The word revelation is used in a number of different ways in the Bible. The main way it is used is: when God reveals or unveils something that was hidden or secret – things like himself, his character, the nature of his kingdom and even the gospel.

Because of our sin, we need God to reveal himself to us. For without him, we wouldn’t know he is there! God reveals himself to us in two important ways:

1. God reveals himself through the world He has made

God reminds us in Romans 1:20 that:

Since the creation of the world God’s invisible qualities – his eternal power and divine nature – have been clearly seen, being understood from what has been made, so that men are without excuse. 

As we look at the world we can know God however, as Romans 1:21 says:

… although they knew God, they neither glorified him as God nor gave thanks to him, but their thinking became futile and their foolish hearts were darkened” 

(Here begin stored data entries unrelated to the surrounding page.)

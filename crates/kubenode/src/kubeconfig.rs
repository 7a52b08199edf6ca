//! Loading the kubeconfig used to reach the API server, and the clients built
//! from it.
use std::path::{Path, PathBuf};

use kube::config::{KubeConfigOptions, Kubeconfig};
use tokio::sync::RwLock;
use tracing::{debug, info};

use crate::error::ApiError;

/// Loads the client configuration from a kubeconfig file.
pub async fn load(path: &Path) -> anyhow::Result<kube::Config> {
    debug!(path = %path.display(), "Loading kubeconfig");
    let kubeconfig = Kubeconfig::read_from(path)?;
    Ok(kube::Config::from_custom_kubeconfig(kubeconfig, &KubeConfigOptions::default()).await?)
}

struct Connection {
    secrets_version: String,
    client: kube::Client,
}

/// A Kubernetes client built from a kubeconfig which only becomes usable once
/// the `kubernetes-client` secrets are ready.
///
/// The kubeconfig is read again whenever the secrets version moves on, so
/// rotated credentials reach the client.
pub struct ClientCache {
    kubeconfig: PathBuf,
    current: RwLock<Option<Connection>>,
}

impl ClientCache {
    /// Nothing is loaded until [`ClientCache::connect`].
    pub fn new(kubeconfig: PathBuf) -> Self {
        ClientCache {
            kubeconfig,
            current: RwLock::new(None),
        }
    }

    /// A cache already holding `client`, as if connected at `secrets_version`.
    pub fn with_client(client: kube::Client, secrets_version: &str) -> Self {
        ClientCache {
            kubeconfig: PathBuf::new(),
            current: RwLock::new(Some(Connection {
                secrets_version: secrets_version.to_string(),
                client,
            })),
        }
    }

    /// Makes sure the client matches `secrets_version`, rebuilding it from the
    /// kubeconfig otherwise. Returns whether a new client was built.
    pub async fn connect(&self, secrets_version: &str) -> Result<bool, ApiError> {
        let mut current = self.current.write().await;
        if let Some(connection) = current.as_ref() {
            if connection.secrets_version == secrets_version {
                return Ok(false);
            }
        }

        // The secrets may be mid-rotation, a later version can fix a bad file.
        let config = load(&self.kubeconfig)
            .await
            .map_err(|e| ApiError::Transient(format!("loading kubeconfig: {}", e)))?;
        let client = kube::Client::try_from(config)
            .map_err(|e| ApiError::Transient(format!("building client: {}", e)))?;
        info!(
            kubeconfig = %self.kubeconfig.display(),
            secrets_version,
            "Built Kubernetes client"
        );
        *current = Some(Connection {
            secrets_version: secrets_version.to_string(),
            client,
        });
        Ok(true)
    }

    /// The client of the last successful [`ClientCache::connect`].
    pub async fn client(&self) -> Result<kube::Client, ApiError> {
        self.current
            .read()
            .await
            .as_ref()
            .map(|connection| connection.client.clone())
            .ok_or_else(|| ApiError::Transient("no Kubernetes client yet".to_string()))
    }
}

This means that although God has revealed himself in creation, everyone ignores God and worships creation rather than the creator. Therefore, because of our sin, we can't see God properly in creation.

It’s like someone taking their reading glasses off and trying to read – it’s messy!

This brings us to the next way that God reveals himself …

2. God reveals himself through Jesus and the Bible

In John’s gospel we learn that Jesus was “with God” and “was God” (John 1:1-2). When Jesus became a man and walked on the earth, he revealed God's glory and character to people.

In John 14:9 Jesus says that:

Anyone who has seen me has seen the Father.

Jesus teaches us that he truly reveals God the Father to us in his words and actions.

The Bible or the 'scriptures' (another word for the books of the Bible) continue this testimony to us today for it reminds us of the gospel. As 1 Corinthians 15:2-3 says:

That Christ died for our sins according to the scriptures, that he was buried, that he was raised on the third day according to the scriptures, and that he appeared to Peter and then to the Twelve. 

In fact, this is true about all scripture. According to 2 Timothy 3:16-17, all scripture is:

God-breathed and is useful for teaching, rebuking, correcting and training in righteousness, so that the man of God may be thoroughly equipped for every good work. 

This means that unlike creation, Jesus and the Bible truly reveal God to us. In fact – to use the reading glasses example again – when we put our 'scripture glasses' on, we can actually see God in creation again and worship him as we should.

God's revelation to you

So do you want to know God?

What you need to do is: stop, look and listen.

Stop trying to discover God by your own thoughts, dreams or feelings. Our knowledge of God comes to us through Jesus and his word.

Look at what God has revealed; his 'revelation' of himself. The Bible is the window through which you may look and see what God is like. In fact, Jesus is the centre of the Bible, he truly reveals God.

Listen to what the Bible tells you about Jesus and about your need for him. The Bible reveals him to you. This is why Paul says in 2 Corinthians 4:6:

God … made his light shine in our hearts to give us the light of the knowledge of the glory of God in the face of Christ.